Correspondance de Voltaire/1765/Lettre 5886

Correspondance : année 1765GarnierŒuvres complètes de Voltaire, tome 43 (p. 440-441).

5886. — À M.  LE COMTE D’ARGENTAL.
17 janvier.

Mon cher ange, d’abord comment se porte Mme  d’Argental ? ensuite comment êtes-vous avec le tyran du tripot[1] ? J’ai bien peur, par tout ce qu’il m’écrit, qu’il ne soit très-fâché contre vous : c’est une de ses grandes injustices, car je l’ai bien assuré[2] que vous n’aviez ni ne pouviez avoir aucune part à la distribution des dignités comiques ; et il doit savoir que c’est en conséquence de sa permission expresse, datée du 17 de septembre 1764, que je disposais des rôles. Son grand chagrin, son grand cheval de bataille est que les provisions par moi données au tripot ont passé par vos aimables mains ; en ce cas, vous auriez donc été trahi, les tripotiers vous auraient compromis. Voilà une grande tracasserie pour un mince sujet. Cela ressemble à la guerre des Anglais, qui commença pour quatre arpents de neige ; mais je m’en remets à votre prudence.

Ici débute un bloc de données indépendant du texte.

use std::{
    any::Any,
    cell::{Cell, RefCell},
    future::Future,
    panic::AssertUnwindSafe,
    rc::Rc,
};

use async_trait::async_trait;
use backend_spi::{BackendError, DashboardBackend};
use futures::FutureExt;
use shared::{
    domain::CorrelationId,
    error::{ApiError, ErrorCode},
    protocol::{Command, DashboardEvent, EventKind},
};
use thiserror::Error;
use tracing::{debug, info, warn};

use crate::{
    correlation::CancelSignal,
    engine::EngineCore,
    query::{QueryError, QueryService},
    store::{DashboardState, Mutation, ReducerError},
    undo::{UndoBlocked, UndoLedger},
};

/// Why a handler stopped before producing its success event.
#[derive(Debug, Error)]
pub enum HandlerError {
    /// Reported as `COMMAND.INVALID_ARGUMENTS`.
    #[error("invalid arguments: {0}")]
    InvalidArguments(String),
    /// Reported as `COMMAND.CANCELLED`.
    #[error("command was cancelled")]
    Cancelled,
    #[error(transparent)]
    Backend(#[from] BackendError),
    #[error(transparent)]
    Query(#[from] QueryError),
    #[error(transparent)]
    Reducer(#[from] ReducerError),
    #[error(transparent)]
    UndoBlocked(#[from] UndoBlocked),
    #[error("delegated {command_type} failed: {error}")]
    Delegated {
        command_type: String,
        error: ApiError,
    },
    #[error("{0}")]
    Failed(ApiError),
}

impl HandlerError {
    pub fn invalid(message: impl Into<String>) -> Self {
        Self::InvalidArguments(message.into())
    }

    pub fn to_api_error(&self) -> ApiError {
        let code = match self {
            Self::InvalidArguments(_) => ErrorCode::InvalidArguments,
            Self::Cancelled => ErrorCode::Cancelled,
            Self::Backend(err) | Self::Query(QueryError::Backend(err)) => err.code(),
            Self::Query(_) | Self::Reducer(_) => ErrorCode::Internal,
            Self::UndoBlocked(_) => ErrorCode::UndoBlocked,
            Self::Delegated { error, .. } | Self::Failed(error) => return error.clone(),
        };
        ApiError::new(code, self.to_string())
    }
}

/// Turns the terminal event of a delegated command into this command's outcome.
pub fn delegated_outcome(event: &DashboardEvent) -> Result<(), HandlerError> {
    let (command_type, error) = match &event.kind {
        kind if kind.is_success() => return Ok(()),
        EventKind::CommandCancelled { .. } => return Err(HandlerError::Cancelled),
        EventKind::CommandFailed {
            command_type,
            error,
        }
        | EventKind::CommandRejected {
            command_type,
            reason: error,
        } => (command_type.clone(), error.clone()),
        EventKind::InvalidArgumentsProvided {
            command_type,
            message,
        } => (
            command_type.clone(),
            ApiError::new(ErrorCode::InvalidArguments, message.clone()),
        ),
        other => (
            other.event_type().to_string(),
            ApiError::internal(format!("unexpected terminal event {}", other.event_type())),
        ),
    };
    Err(HandlerError::Delegated {
        command_type,
        error,
    })
}

/// Handles every command registered under one or more type strings.
///
/// A handler performs its I/O through [`SagaContext::call`] and changes state only through
/// [`SagaContext::commit`], so cancellation is observed at each suspension point and
/// before each commit.
#[async_trait(?Send)]
pub trait CommandHandler {
    async fn handle(&self, ctx: &SagaContext, command: &Command) -> Result<EventKind, HandlerError>;
}

#[derive(Debug, Clone, Copy, PartialEq, Eq)]
pub(crate) enum RunMode {
    /// A user command or a command delegated by one; records undo history.
    Direct,
    /// Undo or redo replay; records nothing.
    Replay,
}

enum PendingUndo {
    Record {
        command: Command,
        inverse: Vec<Command>,
    },
    NotUndoable {
        command: Command,
        reason: String,
    },
}

/// Everything a running command may touch.
pub struct SagaContext {
    core: Rc<EngineCore>,
    correlation_id: CorrelationId,
    command_type: String,
    signal: CancelSignal,
    mode: RunMode,
    delegations: Cell<u32>,
    pending_undo: RefCell<Option<PendingUndo>>,
}

impl SagaContext {
    pub(crate) fn new(
        core: Rc<EngineCore>,
        correlation_id: CorrelationId,
        command_type: String,
        signal: CancelSignal,
        mode: RunMode,
    ) -> Self {
        Self {
            core,
            correlation_id,
            command_type,
            signal,
            mode,
            delegations: Cell::new(0),
            pending_undo: RefCell::new(None),
        }
    }

    pub fn correlation_id(&self) -> &CorrelationId {
        &self.correlation_id
    }

    pub fn command_type(&self) -> &str {
        &self.command_type
    }

    pub fn is_cancelled(&self) -> bool {
        self.signal.is_cancelled()
    }

    /// Snapshot of the current state; later commits do not affect it.
    pub fn state(&self) -> DashboardState {
        self.core.store.get_state()
    }

    pub fn backend(&self) -> &dyn DashboardBackend {
        self.core.backend.as_ref()
    }

    pub fn queries(&self) -> &QueryService {
        &self.core.queries
    }

    pub fn ledger(&self) -> &UndoLedger {
        &self.core.ledger
    }

    pub fn checkpoint(&self) -> Result<(), HandlerError> {
        if self.signal.is_cancelled() {
            Err(HandlerError::Cancelled)
        } else {
            Ok(())
        }
    }

    /// Awaits `operation` unless the command is cancelled first.
    pub async fn call<T, E>(
        &self,
        operation: impl Future<Output = Result<T, E>>,
    ) -> Result<T, HandlerError>
    where
        HandlerError: From<E>,
    {
        self.checkpoint()?;
        tokio::select! {
            biased;
            _ = self.signal.cancelled() => Err(HandlerError::Cancelled),
            result = operation => result.map_err(HandlerError::from),
        }
    }

    /// Gives other tasks a turn, then checks for cancellation.
    pub async fn yield_now(&self) -> Result<(), HandlerError> {
        tokio::task::yield_now().await;
        self.checkpoint()
    }

    pub fn commit(&self, mutation: Mutation) -> Result<(), HandlerError> {
        self.checkpoint()?;
        self.core.store.apply(mutation)?;
        Ok(())
    }

    /// Runs `command` to completion under a derived correlation id and returns its
    /// terminal event. The child is cancelled together with this command and records undo
    /// history only when this command does.
    pub async fn delegate(&self, command: Command) -> Result<DashboardEvent, HandlerError> {
        self.run_child(command, self.mode).await
    }

    pub(crate) async fn replay(&self, command: Command) -> Result<DashboardEvent, HandlerError> {
        self.run_child(command, RunMode::Replay).await
    }

    async fn run_child(
        &self,
        command: Command,
        mode: RunMode,
    ) -> Result<DashboardEvent, HandlerError> {
        self.checkpoint()?;
        let sequence = self.delegations.get() + 1;
        self.delegations.set(sequence);
        let child_id = self.correlation_id.derive(sequence);
        let signal = self.signal.child();
        self.core
            .registry
            .begin(child_id.clone(), command.command_type(), signal.clone())
            .map_err(|err| {
                HandlerError::Failed(ApiError::new(
                    ErrorCode::DuplicateCorrelation,
                    err.to_string(),
                ))
            })?;
        debug!(
            parent = %self.correlation_id,
            correlation_id = %child_id,
            command = command.command_type(),
            "running child command"
        );
        let event = Box::pin(run_command(self.core.clone(), command, child_id, signal, mode)).await;
        Ok(event)
    }

    /// Records how to undo this command once it succeeds. Ignored during replay.
    pub fn record_undo(&self, command: Command, inverse: Vec<Command>) {
        if self.mode == RunMode::Direct {
            *self.pending_undo.borrow_mut() = Some(PendingUndo::Record { command, inverse });
        }
    }

    /// Records a successful command that blocks undo past it.
    pub fn record_not_undoable(&self, command: Command, reason: impl Into<String>) {
        if self.mode == RunMode::Direct {
            *self.pending_undo.borrow_mut() = Some(PendingUndo::NotUndoable {
                command,
                reason: reason.into(),
            });
        }
    }

    fn flush_undo(&self) {
        match self.pending_undo.borrow_mut().take() {
            Some(PendingUndo::Record { command, inverse }) => {
                self.core.ledger.record(command, inverse)
            }
            Some(PendingUndo::NotUndoable { command, reason }) => {
                self.core.ledger.record_not_undoable(command, reason)
            }
            None => {}
        }
    }
}

/// Drives one command from `COMMAND.STARTED` to exactly one terminal event.
///
/// The correlation id must already be registered; it is released before the terminal
/// event is emitted.
pub(crate) async fn run_command(
    core: Rc<EngineCore>,
    command: Command,
    correlation_id: CorrelationId,
    signal: CancelSignal,
    mode: RunMode,
) -> DashboardEvent {
    let command_type = command.command_type().to_string();
    let Some(handler) = core.handlers.get(&command_type) else {
        core.registry.finish(&correlation_id);
        warn!(correlation_id = %correlation_id, command = %command_type, "no handler registered");
        let reason = ApiError::new(
            ErrorCode::UnknownCommand,
            format!("no handler registered for {command_type}"),
        );
        return core.emit(
            correlation_id,
            EventKind::CommandRejected {
                command_type,
                reason,
            },
        );
    };

    core.emit(
        correlation_id.clone(),
        EventKind::CommandStarted {
            command_type: command_type.clone(),
        },
    );
    info!(correlation_id = %correlation_id, command = %command_type, "command started");

    let ctx = SagaContext::new(
        core.clone(),
        correlation_id.clone(),
        command_type.clone(),
        signal,
        mode,
    );
    let outcome = match ctx.checkpoint() {
        Err(err) => Err(err),
        Ok(()) => AssertUnwindSafe(handler.handle(&ctx, &command))
            .catch_unwind()
            .await
            .unwrap_or_else(|panic| {
                Err(HandlerError::Failed(ApiError::internal(panic_message(
                    panic.as_ref(),
                ))))
            }),
    };

    let kind = match outcome {
        Ok(kind) => {
            ctx.flush_undo();
            info!(correlation_id = %correlation_id, event = kind.event_type(), "command completed");
            kind
        }
        Err(HandlerError::Cancelled) => {
            info!(correlation_id = %correlation_id, command = %command_type, "command cancelled");
            EventKind::CommandCancelled { command_type }
        }
        Err(HandlerError::InvalidArguments(message)) => {
            warn!(correlation_id = %correlation_id, command = %command_type, %message, "invalid command arguments");
            EventKind::InvalidArgumentsProvided {
                command_type,
                message,
            }
        }
        Err(err) => {
            let error = err.to_api_error();
            warn!(correlation_id = %correlation_id, command = %command_type, error = %error, "command failed");
            EventKind::CommandFailed {
                command_type,
                error,
            }
        }
    };
    core.registry.finish(&correlation_id);
    core.emit(correlation_id, kind)
}

fn panic_message(panic: &(dyn Any + Send)) -> String {
    if let Some(message) = panic.downcast_ref::<&str>() {
        format!("handler panicked: {message}")
    } else if let Some(message) = panic.downcast_ref::<String>() {
        format!("handler panicked: {message}")
    } else {
        "handler panicked".to_string()
    }
}

#[cfg(test)]
#[path = "tests/saga_tests.rs"]
mod tests;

Je vous avoue que je suis un peu dégoûté de tous les tripots possibles ; je vois évidemment que celui de Cinna et d’Andromaque est tombé pour longtemps. Quand une nation a eu un certain nombre de bons ouvrages, tout ce qu’on lui donne au delà fait l’effet d’un second service qu’on représente à des convives rassasiés. Je vous le répète, l’Opéra-Comique fera tout tomber. Une musique agréable, de jolies danses, des scènes comiques, et beaucoup d’ordures, forment un spectacle si convenable à la nation que le Petit Carême de Massillon ne tiendrait pas contre lui. Je crois fermement qu’il faut que les comédiens ordinaires du roi aillent jouer dans les provinces trois ou quatre ans ; s’ils restent à Paris, ils seront ruinés.

J’ai eu, par contre-coup, ma petite dose de tracasserie au sujet de ce fou de Jean-Jacques ; sa conduite est inouïe. Saint Paul n’en usa pas plus mal avec saint Pierre, en annonçant le même Évangile. Je vois qu’on a très-bien fait de supposer que la Trinité ne compose qu’un seul Dieu : car si elle en avait eu trois, ils se seraient coupés la gorge pour quelques querelles de bibus.

À l’ombre de vos ailes.

  1. Richelieu.
  2. Lettre 5849.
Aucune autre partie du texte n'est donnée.